=== ACTION ITEM ===
Reproduce the records below exactly, but only between the lines holding "pub fn child(&self, step: Step)" and "at its target.", inclusive.

### DATA SHOWN ###

//! Predicates identifying JavaScript actions

use lopdf::{Dictionary, Document, Object};
use super::value::{as_dict, resolve};

/// Action type discriminator key
pub const ACTION_TYPE_KEY: &[u8] = b"S";

/// Action type of a JavaScript action
pub const JAVASCRIPT: &[u8] = b"JavaScript";

/// True if the dictionary is an action whose `/S` is the name `JavaScript`
pub fn is_javascript_action(dict: &Dictionary) -> bool {
    matches!(dict.get(ACTION_TYPE_KEY), Ok(Object::Name(name)) if name.as_slice() == JAVASCRIPT)
}

/// True if `value` resolves to a JavaScript action dictionary
///
/// Unresolvable values are not actions.
pub fn resolves_to_javascript_action(doc: &Document, value: &Object, max_depth: usize) -> bool {
    resolve(doc, value, max_depth)
        .ok()
        .and_then(|resolved| as_dict(resolved.value))
        .is_some_and(is_javascript_action)
}

/// True if a name-tree entry value belongs to the `JavaScript` name tree and
/// resolves to a JavaScript action
///
/// `tree` is the key under the catalog's `/Names` dictionary the entry was found in.
pub fn is_javascript_name_tree_entry(
    doc: &Document,
    tree: &[u8],
    value: &Object,
    max_depth: usize,
) -> bool {
    tree == JAVASCRIPT && resolves_to_javascript_action(doc, value, max_depth)
}
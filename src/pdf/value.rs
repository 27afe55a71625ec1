//! Value model over the lopdf object graph
//!
//! lopdf's `Object` is already a closed tagged variant, so this module only adds
//! what the scanner needs on top of it: a kind tag, downcasts, bounded resolution
//! of indirect references, and arena-style addressing of nested containers.

use std::fmt;
use lopdf::{Dictionary, Document, Object, ObjectId};
use crate::error::{Error, Result};

/// Default bound for reference chains and container nesting
pub const DEFAULT_MAX_DEPTH: usize = 64;

/// The value kinds the scanner distinguishes
#[derive(Debug, Clone, Copy, PartialEq, Eq)]
pub enum ValueKind {
    Null,
    Boolean,
    Number,
    String,
    Name,
    Array,
    Dictionary,
    Stream,
    Reference,
}

/// Classify an object by kind
pub fn kind(object: &Object) -> ValueKind {
    match object {
        Object::Null => ValueKind::Null,
        Object::Boolean(_) => ValueKind::Boolean,
        Object::Integer(_) | Object::Real(_) => ValueKind::Number,
        Object::String(..) => ValueKind::String,
        Object::Name(_) => ValueKind::Name,
        Object::Array(_) => ValueKind::Array,
        Object::Dictionary(_) => ValueKind::Dictionary,
        Object::Stream(_) => ValueKind::Stream,
        Object::Reference(_) => ValueKind::Reference,
    }
}

/// Downcast to a plain dictionary (stream dictionaries excluded)
pub fn as_dict(object: &Object) -> Option<&Dictionary> {
    match object {
        Object::Dictionary(dict) => Some(dict),
        _ => None,
    }
}

/// Downcast to an array
pub fn as_array(object: &Object) -> Option<&Vec<Object>> {
    match object {
        Object::Array(items) => Some(items),
        _ => None,
    }
}

/// Dictionary entries of a container, including the dictionary of a stream
pub fn entries_of(object: &Object) -> Option<&Dictionary> {
    match object {
        Object::Dictionary(dict) => Some(dict),
        Object::Stream(stream) => Some(&stream.dict),
        _ => None,
    }
}

/// A value after following indirect references
#[derive(Debug, Clone, Copy)]
pub struct Resolved<'a> {
    /// Id of the last indirect object followed, if any
    pub id: Option<ObjectId>,
    pub value: &'a Object,
}

/// Follow indirect references until a direct value is reached
///
/// Fails with `UnresolvedReference` if an id is missing from the document and
/// with `DepthExceeded` if more than `max_depth` references are chained, which
/// is how a cycle made purely of references shows up.
pub fn resolve<'a>(doc: &'a Document, object: &'a Object, max_depth: usize) -> Result<Resolved<'a>> {
    let mut current = object;
    let mut id = None;
    let mut hops = 0;

    while let Object::Reference(target) = current {
        if hops >= max_depth {
            return Err(Error::DepthExceeded { limit: max_depth });
        }
        current = doc
            .objects
            .get(target)
            .ok_or(Error::UnresolvedReference(*target))?;
        id = Some(*target);
        hops += 1;
    }

    Ok(Resolved { id, value: current })
}

/// One step from a container to a directly nested value
#[derive(Debug, Clone, PartialEq, Eq, Hash, PartialOrd, Ord)]
pub enum Step {
    Key(Vec<u8>),
    Index(usize),
}

impl fmt::Display for Step {
    fn fmt(&self, f: &mut fmt::Formatter<'_>) -> fmt::Result {
        match self {
            Step::Key(key) => write!(f, "/{}", String::from_utf8_lossy(key)),
            Step::Index(index) => write!(f, "[{}]", index),
        }
    }
}

/// Address of a value: the enclosing indirect object plus the direct steps into it
///
/// Objects are owned by the document's table, so the scanner never holds on to
/// borrowed containers across a mutation. Paths are looked up again when needed.
#[derive(Debug, Clone, PartialEq, Eq, Hash, PartialOrd, Ord)]
pub struct ObjectPath {
    pub root: ObjectId,
    pub steps: Vec<Step>,
}

impl ObjectPath {
    /// Path of an indirect object itself
    pub fn root(id: ObjectId) -> Self {
        ObjectPath { root: id, steps: Vec::new() }
    }

    /// Path of a directly nested value
    pub fn child(&self, step: Step) -> Self {
        let mut steps = self.steps.clone();
        steps.push(step);
        ObjectPath { root: self.root, steps }
    }

    /// Path of the value stored at `step`, given how it resolved
    ///
    /// A value reached through a reference starts a fresh path at its target.
    pub fn descend(&self, step: Step, resolved: &Resolved<'_>) -> Self {
        match resolved.id {
            Some(id) => ObjectPath::root(id),
            None => self.child(step),
        }
    }

    /// Look up the addressed value without following references
    pub fn locate<'a>(&self, doc: &'a Document) -> Option<&'a Object> {
        let mut current = doc.objects.get(&self.root)?;
        for step in &self.steps {
            current = match (step, current) {
                (Step::Key(key), Object::Dictionary(dict)) => dict.get(key).ok()?,
                (Step::Key(key), Object::Stream(stream)) => stream.dict.get(key).ok()?,
                (Step::Index(index), Object::Array(items)) => items.get(*index)?,
                _ => return None,
            };
        }
        Some(current)
    }

    /// Mutable counterpart of [`ObjectPath::locate`]
    pub fn locate_mut<'a>(&self, doc: &'a mut Document) -> Option<&'a mut Object> {
        let mut current = doc.objects.get_mut(&self.root)?;
        for step in &self.steps {
            current = match (step, current) {
                (Step::Key(key), Object::Dictionary(dict)) => dict.get_mut(key).ok()?,
                (Step::Key(key), Object::Stream(stream)) => stream.dict.get_mut(key).ok()?,
                (Step::Index(index), Object::Array(items)) => items.get_mut(*index)?,
                _ => return None,
            };
        }
        Some(current)
    }
}

impl fmt::Display for ObjectPath {
    fn fmt(&self, f: &mut fmt::Formatter<'_>) -> fmt::Result {
        write!(f, "{} {} R", self.root.0, self.root.1)?;
        for step in &self.steps {
            write!(f, "{}", step)?;
        }
        Ok(())
    }
}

###

=== THE COMPLETED TASK ===
    pub fn child(&self, step: Step) -> Self {
        let mut steps = self.steps.clone();
        steps.push(step);
        ObjectPath { root: self.root, steps }
    }

    /// Path of the value stored at `step`, given how it resolved
    ///
    /// A value reached through a reference starts a fresh path at its target.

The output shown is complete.